Amor à segunda vista

Foto: The big mother

A obra de Patricia Piccinini é um enigma a ser decifrado por cada um de nós. Se em um primeiro momento nossa reação é de repulsa ou de estranhamento diante dessas esquisitas criaturas, em um segundo instante a artista consegue fazer aflorar um sentimento de empatia ao nos colocar diante do olhar profundo de cada um desses seres, promovendo, de maneira surpreendente, um encontro entre algo tão estranho e nossos melhores sentimentos.

Patricia fala de criaturas imaginárias, fantásticas, mas sua pesquisa também se baseia na ciência genética e na análise do comportamento humano. Sua obra explora a incerteza entre o futuro geneticamente modificado e a imaginação livre do sonho coletivo, os medos, os fascínios do inconsciente de todos.

A artista usa técnicas do cinema, da escultura e da animação e as mistura com conhecimento científico para produzir imagens tridimensionais de seres que até podem nos parecer surreais hoje, mas com os quais, com o passar do tempo e com a convivência, poderíamos nos acostumar – fenômeno que, aliás, já ocorreu tantas vezes, sempre que o novo se apresenta de forma surpreendente para nós, e é, rapidamente, absorvido e transformado em “normalidade”.

Na vida, algumas coisas, uma vez feitas, não podem ser desfeitas. Uma vez criadas, não podem mais ser contidas. E isso acontece tanto com a arte quanto com uma criatura geneticamente modificada – e aquele que acha que pode controlar suas criações está se enganando: assim que saem de nossas mãos, elas ganham vida própria.

O que aconteceria, então, se fôssemos capazes de criar máquinas com genes? E se essas máquinas, extremamente duráveis, se transformassem em seres com vontade própria, com sentimentos e essências orgânicas dentro de si? Reunimos um grupo de obras que traz à vista essa possibilidade (e, em oposição ao conceito de biônico, essa é uma proposta de criação mecânica orgânica). A fascinação dos seres humanos por suas máquinas pode fazer com que um dia eles desejem transformá-las em seres vivos. Essas máquinas poderão, a partir daí, encontrar formas de expressão de sentimento e de singularidade, e irão, assim, se descolar da máquina e se aproximar do humano.

Nessa tentativa de humanizar tudo, podemos quebrar uma linha que divide o lugar das coisas e o lugar dos homens. Recentemente, a discussão em torno dos biocombustíveis explicitou essa relação, quando, pela primeira vez na história, tivemos que decidir se um grão alimentício deveria ser usado para alimentar uma pessoa ou produzir combustível para uma máquina.

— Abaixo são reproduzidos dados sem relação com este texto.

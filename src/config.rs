use std::path::Path;

use serde::{Deserialize, Serialize};

use crate::detection::DetectorConfig;
use crate::detection::guides::GuideLayout;
use crate::detection::preprocessing::PreprocessConfig;
use crate::error::Result;
use crate::session::SessionConfig;
use crate::stabilizer::StabilizerConfig;

/// Everything a scan session needs, supplied once at session start
#[derive(Debug, Clone, PartialEq, Default, Serialize, Deserialize)]
#[serde(default)]
pub struct ScannerConfig {
    pub preprocess: PreprocessConfig,
    pub detector: DetectorConfig,
    pub stabilizer: StabilizerConfig,
    pub session: SessionConfig,
    pub layout: GuideLayout,
}

impl ScannerConfig {
    /// Single document quad anywhere in the frame
    pub fn document() -> Self {
        Self::default()
    }

    /// Four dark corner markers, one per corner guide box
    pub fn markers() -> Self {
        Self {
            preprocess: PreprocessConfig::markers(),
            detector: DetectorConfig::markers(),
            layout: GuideLayout::corners(),
            ..Self::default()
        }
    }

    pub fn from_json_str(json: &str) -> Result<Self> {
        Ok(serde_json::from_str(json)?)
    }

    pub fn from_json_file(path: impl AsRef<Path>) -> Result<Self> {
        let contents = std::fs::read_to_string(path.as_ref())?;
        Self::from_json_str(&contents)
    }
}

A verdade por trás desse dilema é que a fome da máquina é muito mais insaciável do que a fome humana – algo que pode nos tornar ainda mais vulneráveis diante de nossas criaturas.

Uma outra hipótese: e se pudéssemos criar seres para nos substituir em tarefas “mundanas” como amamentar nossos filhos, colocá-los para dormir, dar-lhes carinho, enquanto nos ocupamos com tantas outras coisas importantes da vida moderna? E se pudermos delegar o amor e a procriação para um objeto, como uma bota feminina, que é o que ocorre na obra Boot Flower? Ou nos permitir entender que, em um mundo ocupado por esses novos seres, os estranhos somos nós, como no vídeo The Gathering? Podemos nos perguntar, ainda, quem é o ser que está deitado no colo do menino de The Long Waited. Seria ele um ancestral do menino ou o inverso? O que há em comum entre eles é que ambos compartilham uma face humana em corpos distintos, e ambos demonstram um carinho tão familiar.

Entrar no CCBB será como entrar em um lugar onde a convergência entre ciência e consciência aconteceu, um lugar onde o tempo se fundiu e o passado e o futuro coabitam lado a lado, onde a imaginação se libertou e passamos a ser agentes e pacientes das transformações que um dia iniciamos – a maior de todas as transformações: a de nosso DNA.

Para visitar esse lugar, é preciso entender e aceitar que ele tem suas próprias regras, já que as regras de nossa ciência, transitória, são insuficientes para explicar o que aqui acontece. Ainda assim, ficará claro para os visitantes que, dentro de toda essa aparente anormalidade, uma essência humana permanece latente e a possibilidade do amor ainda existe. Depois de rejeitar essas criaturas, aprendemos com elas e nos damos uma segunda chance. Vemos, então, que é possível existir o amor à segunda vista.